離婚をして夫名義の自宅から出ていくことになったり、不動産名義を夫単独の名義に変更して、(登記簿上)所有者が夫のみになったとしても、住宅ローンを組んだ際の「連帯債務」や「連帯保証債務」「保証債務」の地位から自動的に解放されるわけではありません。

協議離婚の場合、夫婦間で口頭・離婚協議書・離婚公正証書などにより「離婚後は夫のみが借金を負担することとする」というような取り決めをしたとしても効力はありません。

なぜなら、離婚時の夫婦間の合意だけで返済義務を免れるようなことは、夫婦2人分の収入や財産を審査してお金を貸した債権者である銀行は、到底承諾しないでしょう。

夫婦の財産を分け合う財産分与では、プラスの財産については二人の話し合いで自由に分割することができますが、マイナスの財産(借金)については銀行(借入先)との関係があるため、二人の話し合いだけでは自由に分けることができないのです。

♦銀行(債権者)の承諾がないと債務を免れることはできない

離婚の際に、連帯債務や保証債務から免れるためには、債権者(銀行、借入先)の承諾を得る」ことが必要となります。銀行が無条件でそのような承諾をすることはまずありません。承諾を得るには、次のような条件が必要となります。

①自分と同等以上の返済能力を持つ人を代わりの保証人として用意する。

②住宅ローンの額に見合う価値のある不動産を担保に入れるなどの代替条件を提示する。

しかし、住宅ローンという大きな債務について保証人となってくれる人を見つけるのは簡単ではなく、もし両親や兄弟に頼むことができたとしても、将来にわたって安定した収入が見込める人でなければ銀行の審査に通らない可能性もあります。

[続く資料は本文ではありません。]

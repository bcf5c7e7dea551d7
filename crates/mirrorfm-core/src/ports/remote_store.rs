//! Remote store port (driven/secondary port)
//!
//! This module defines the interface to the backend that owns the real
//! file namespace. The primary implementation speaks the signed HTTP
//! protocol in `mirrorfm-http`, but the tree cache and use cases only see
//! this trait, which keeps them testable against an in-memory store.
//!
//! ## Design Notes
//!
//! - Uses [`FmError`] instead of `anyhow::Result`: callers must tell an
//!   authentication failure from a missing path or a forbidden operation.
//! - Mutations are batch calls. The backend applies a batch atomically (or
//!   the client treats it so): an `Err` means nothing changed.
//! - The `progress` callback in `upload` is called with
//!   `(bytes_sent, total_bytes)`.

use bytes::Bytes;
use chrono::{DateTime, Utc};
use serde::{Deserialize, Serialize};

use crate::domain::{EntryType, FmError};

/// Progress callback reporting `(bytes_sent, total_bytes)`
pub type ProgressFn = Box<dyn Fn(u64, u64) + Send + Sync>;

// ============================================================================
// EntryDescriptor
// ============================================================================

/// A single entry of a detailed listing or a stat call
///
/// This is a port-level DTO. The tree cache converts descriptors into
/// [`Node`](crate::domain::Node)s and attaches them to their parent.
#[derive(Debug, Clone, PartialEq, Eq, Serialize, Deserialize)]
pub struct EntryDescriptor {
    /// Last path segment (never contains `/`)
    pub name: String,
    /// File or directory
    pub entry_type: EntryType,
    /// Size in bytes (0 for directories)
    pub size: u64,
    /// Creation time as reported by the server
    pub created: Option<DateTime<Utc>>,
}

impl EntryDescriptor {
    pub fn file(name: impl Into<String>, size: u64) -> Self {
        Self {
            name: name.into(),
            entry_type: EntryType::File,
            size,
            created: None,
        }
    }

    pub fn dir(name: impl Into<String>) -> Self {
        Self {
            name: name.into(),
            entry_type: EntryType::Dir,
            size: 0,
            created: None,
        }
    }

    pub fn is_dir(&self) -> bool {
        self.entry_type == EntryType::Dir
    }
}

/// One `from -> to` entry of a rename batch
#[derive(Debug, Clone, PartialEq, Eq, Serialize, Deserialize)]
pub struct RenamePair {
    pub from: String,
    pub to: String,
}

impl RenamePair {
    pub fn new(from: impl Into<String>, to: impl Into<String>) -> Self {
        Self {
            from: from.into(),
            to: to.into(),
        }
    }
}

// ============================================================================
// IRemoteStore trait
// ============================================================================

/// Port trait for the backend holding the authoritative namespace
///
/// Paths passed in are absolute and normalized; directory paths may carry a
/// trailing `/`.
#[async_trait::async_trait]
pub trait IRemoteStore: Send + Sync {
    /// Lists the bare names under `path` (directories end with `/`)
    async fn list_names(&self, path: &str) -> Result<Vec<String>, FmError>;

    /// Lists the entries under `path` with type, size and creation time
    async fn list_detailed(&self, path: &str) -> Result<Vec<EntryDescriptor>, FmError>;

    /// Reads the metadata of a single entry
    async fn stat(&self, path: &str) -> Result<EntryDescriptor, FmError>;

    /// Deletes every path in the batch
    async fn delete(&self, paths: &[String]) -> Result<(), FmError>;

    /// Creates directories, with an optional octal permission mode
    async fn mkdir(&self, paths: &[String], mode: Option<u32>) -> Result<(), FmError>;

    /// Creates empty files
    async fn touch(&self, paths: &[String]) -> Result<(), FmError>;

    /// Copies every source into the `destination` directory
    async fn copy(&self, sources: &[String], destination: &str) -> Result<(), FmError>;

    /// Moves every source into the `destination` directory
    ///
    /// With `deep` set the backend merges colliding directories instead of
    /// rejecting them.
    async fn move_to(
        &self,
        sources: &[String],
        destination: &str,
        deep: bool,
    ) -> Result<(), FmError>;

    /// Applies an explicit `from -> to` mapping
    async fn rename(&self, pairs: &[RenamePair]) -> Result<(), FmError>;

    /// Uploads `data` to `path`, overwriting any existing file
    async fn upload(
        &self,
        path: &str,
        data: Bytes,
        progress: Option<ProgressFn>,
    ) -> Result<(), FmError>;
}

潤沢な資金を用意できるのであれば、ローンの大部分を返済することにより、保証人を外してもらえる可能性もありますが、銀行の承諾を得るには、難しい条件があるということを理解して、自分の代わりとなってくれる保証人探しに取り組む必要があります。

♦住宅ローンの借り換えを考えてみる

離婚後に債務を負わないようにする方法の一つとして、住宅ローンの借り換えが考えられます。住宅ローンの借り換えを検討する際にも、銀行の審査という大きなハードルがあります。それには、住宅ローン審査に耐えられるだけの収入が求められます。

♦マイホームを売却して住宅ローンを清算する方法

銀行の承諾が得られず、住宅ローンの借り換えも難しい場合には、自宅を売却する手段を検討することとなります。自宅の売却による残債の返済には、「一般売却」または「任意売却」の方法を検討することになります。

《まとめ》

夫婦で住宅ローンを組んで連帯債務を負担していたり、夫の名義で組んだ住宅ローンについて、妻が保証人や連帯保証人になっていたりする場合、上記のような難しい問題が生じます。離婚後に問題を抱えてしまわないように、いろいろな方法を検討しながら清算の仕方を考えておく必要があります。